[Collected data entries]
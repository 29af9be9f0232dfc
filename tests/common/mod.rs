#![allow(dead_code)]

use std::cell::RefCell;
use std::collections::HashMap;
use std::ops::Range;
use std::path::Path;

use rust_xlsxwriter::{ExcelDateTime, Format, Workbook};
use serde_json::Value;
use tinvest_sheets::Result;
use tinvest_sheets::io::sheets::{AppendResult, SheetProperties, SheetsApi};
use tinvest_sheets::model::FIELD_COUNT;

/// Spreadsheet column receiving each transaction field. Column 13 (N) is left
/// unlabelled so that projection has to skip it.
pub fn field_column(field: usize) -> u16 {
    if field < 13 { field as u16 } else { field as u16 + 1 }
}

pub const UNLABELLED_COLUMN: u16 = 13;

pub fn header_labels() -> Vec<String> {
    (0..FIELD_COUNT)
        .map(|field| match field {
            0 => "Номер\nсделки".to_string(),
            6 => "Вид\nсделки".to_string(),
            8 => "Код актива".to_string(),
            other => format!("Поле {other}"),
        })
        .collect()
}

/// A report line; `None` leaves the cell empty.
pub type ReportRow = Vec<Option<String>>;

pub fn trade_row(id: &str, kind: &str, ticker: &str, currency: &str, price: &str) -> ReportRow {
    let mut row: ReportRow = vec![None; FIELD_COUNT];
    let mut set = |field: usize, value: &str| row[field] = Some(value.to_string());
    set(0, id);
    set(1, "5550001");
    set(2, "01.03.2021");
    set(3, "10:15:00");
    set(4, "ММВБ");
    set(5, "T+");
    set(6, kind);
    set(7, "Актив");
    set(8, ticker);
    set(9, price);
    set(10, currency);
    set(11, "10");
    set(12, "2705");
    set(14, "2705,00");
    set(15, currency);
    set(16, "1,35");
    set(17, currency);
    set(19, "НКЦ");
    set(20, "03.03.2021");
    set(21, "03.03.2021");
    row
}

/// A cell written on top of the report rows with its native type.
pub enum Extra {
    Text(&'static str),
    Number(f64),
    Date(ExcelDateTime),
}

/// Writes a report with the header on spreadsheet row 8 and `rows` starting
/// on row 9. Cells in `extra` are written afterwards at (row, column),
/// replacing whatever the rows put there.
pub fn write_report(path: &Path, rows: &[ReportRow]) {
    write_report_with(path, &header_labels(), rows, &[]);
}

pub fn write_report_with(
    path: &Path,
    headers: &[String],
    rows: &[ReportRow],
    extra: &[(u32, u16, Extra)],
) {
    let mut workbook = Workbook::new();
    let worksheet = workbook.add_worksheet();
    worksheet
        .write_string(0, 0, "Брокерский отчет")
        .expect("title written");
    for (field, label) in headers.iter().enumerate() {
        worksheet
            .write_string(7, field_column(field), label)
            .expect("header written");
    }
    for (offset, row) in rows.iter().enumerate() {
        let row_index = 8 + offset as u32;
        worksheet
            .write_string(row_index, UNLABELLED_COLUMN, "junk")
            .expect("junk written");
        for (field, value) in row.iter().enumerate() {
            if let Some(value) = value {
                worksheet
                    .write_string(row_index, field_column(field), value)
                    .expect("cell written");
            }
        }
    }
    let date_format = Format::new().set_num_format("dd.mm.yyyy");
    for (row, column, value) in extra {
        match value {
            Extra::Text(text) => worksheet.write_string(*row, *column, *text),
            Extra::Number(number) => worksheet.write_number(*row, *column, *number),
            Extra::Date(date) => {
                worksheet.write_datetime_with_format(*row, *column, date, &date_format)
            }
        }
        .expect("extra cell written");
    }
    workbook.save(path).expect("report saved");
}

#[derive(Debug, Clone, PartialEq)]
pub enum Call {
    Sheets,
    Append {
        range: String,
        rows: Vec<Vec<Value>>,
    },
    Duplicate {
        source_sheet_id: i64,
        insert_index: usize,
        title: String,
    },
    CopyTo {
        source_spreadsheet_id: String,
        sheet_id: i64,
    },
    Rename {
        sheet_id: i64,
        title: String,
        index: usize,
    },
    Format {
        sheet_id: i64,
        columns: Vec<usize>,
        rows: Range<u32>,
        pattern: String,
    },
}

/// In-memory spreadsheet recording every call made by the publisher.
#[derive(Default)]
pub struct FakeSheets {
    sheets: RefCell<Vec<SheetProperties>>,
    filled_rows: RefCell<HashMap<String, u32>>,
    pub calls: RefCell<Vec<Call>>,
}

impl FakeSheets {
    pub fn with_sheets(sheets: &[(i64, &str)]) -> Self {
        let fake = Self::default();
        fake.sheets.replace(
            sheets
                .iter()
                .enumerate()
                .map(|(index, (sheet_id, title))| SheetProperties {
                    sheet_id: *sheet_id,
                    title: title.to_string(),
                    index: Some(index as u32),
                })
                .collect(),
        );
        fake
    }

    pub fn titles(&self) -> Vec<String> {
        self.sheets.borrow().iter().map(|s| s.title.clone()).collect()
    }

    pub fn appends(&self) -> Vec<(String, Vec<Vec<Value>>)> {
        self.calls
            .borrow()
            .iter()
            .filter_map(|call| match call {
                Call::Append { range, rows } => Some((range.clone(), rows.clone())),
                _ => None,
            })
            .collect()
    }

    fn next_id(&self) -> i64 {
        self.sheets
            .borrow()
            .iter()
            .map(|s| s.sheet_id)
            .max()
            .unwrap_or(0)
            + 1
    }
}

impl SheetsApi for FakeSheets {
    fn sheets(&self, _spreadsheet_id: &str) -> Result<Vec<SheetProperties>> {
        self.calls.borrow_mut().push(Call::Sheets);
        Ok(self.sheets.borrow().clone())
    }

    fn append_values(
        &self,
        _spreadsheet_id: &str,
        range: &str,
        rows: &[Vec<Value>],
    ) -> Result<AppendResult> {
        self.calls.borrow_mut().push(Call::Append {
            range: range.to_string(),
            rows: rows.to_vec(),
        });
        let title = range.rsplit_once('!').map(|(t, _)| t).unwrap_or(range);
        let mut filled = self.filled_rows.borrow_mut();
        let start = filled.get(title).copied().unwrap_or(5) + 1;
        let end = start + rows.len() as u32 - 1;
        filled.insert(title.to_string(), end);
        Ok(AppendResult {
            updated_range: Some(format!("{title}!A{start}:Z{end}")),
        })
    }

    fn duplicate_sheet(
        &self,
        _spreadsheet_id: &str,
        source_sheet_id: i64,
        insert_index: usize,
        title: &str,
    ) -> Result<i64> {
        self.calls.borrow_mut().push(Call::Duplicate {
            source_sheet_id,
            insert_index,
            title: title.to_string(),
        });
        let sheet_id = self.next_id();
        self.sheets.borrow_mut().push(SheetProperties {
            sheet_id,
            title: title.to_string(),
            index: Some(insert_index as u32),
        });
        Ok(sheet_id)
    }

    fn copy_sheet_to(
        &self,
        source_spreadsheet_id: &str,
        sheet_id: i64,
        _destination_spreadsheet_id: &str,
    ) -> Result<i64> {
        self.calls.borrow_mut().push(Call::CopyTo {
            source_spreadsheet_id: source_spreadsheet_id.to_string(),
            sheet_id,
        });
        let new_id = self.next_id();
        self.sheets.borrow_mut().push(SheetProperties {
            sheet_id: new_id,
            title: format!("Copy of {sheet_id}"),
            index: None,
        });
        Ok(new_id)
    }

    fn rename_sheet(
        &self,
        _spreadsheet_id: &str,
        sheet_id: i64,
        title: &str,
        index: usize,
    ) -> Result<()> {
        self.calls.borrow_mut().push(Call::Rename {
            sheet_id,
            title: title.to_string(),
            index,
        });
        if let Some(sheet) = self
            .sheets
            .borrow_mut()
            .iter_mut()
            .find(|sheet| sheet.sheet_id == sheet_id)
        {
            sheet.title = title.to_string();
        }
        Ok(())
    }

    fn format_number_cells(
        &self,
        _spreadsheet_id: &str,
        sheet_id: i64,
        columns: &[usize],
        rows: Range<u32>,
        pattern: &str,
    ) -> Result<()> {
        self.calls.borrow_mut().push(Call::Format {
            sheet_id,
            columns: columns.to_vec(),
            rows,
            pattern: pattern.to_string(),
        });
        Ok(())
    }
}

#### [WHAT TO WORK ON]
Run a filter over the data above and keep each line that contains the word "price".

#### [SOLUTION FOR THIS PROBLEM]
pub fn trade_row(id: &str, kind: &str, ticker: &str, currency: &str, price: &str) -> ReportRow {
    set(9, price);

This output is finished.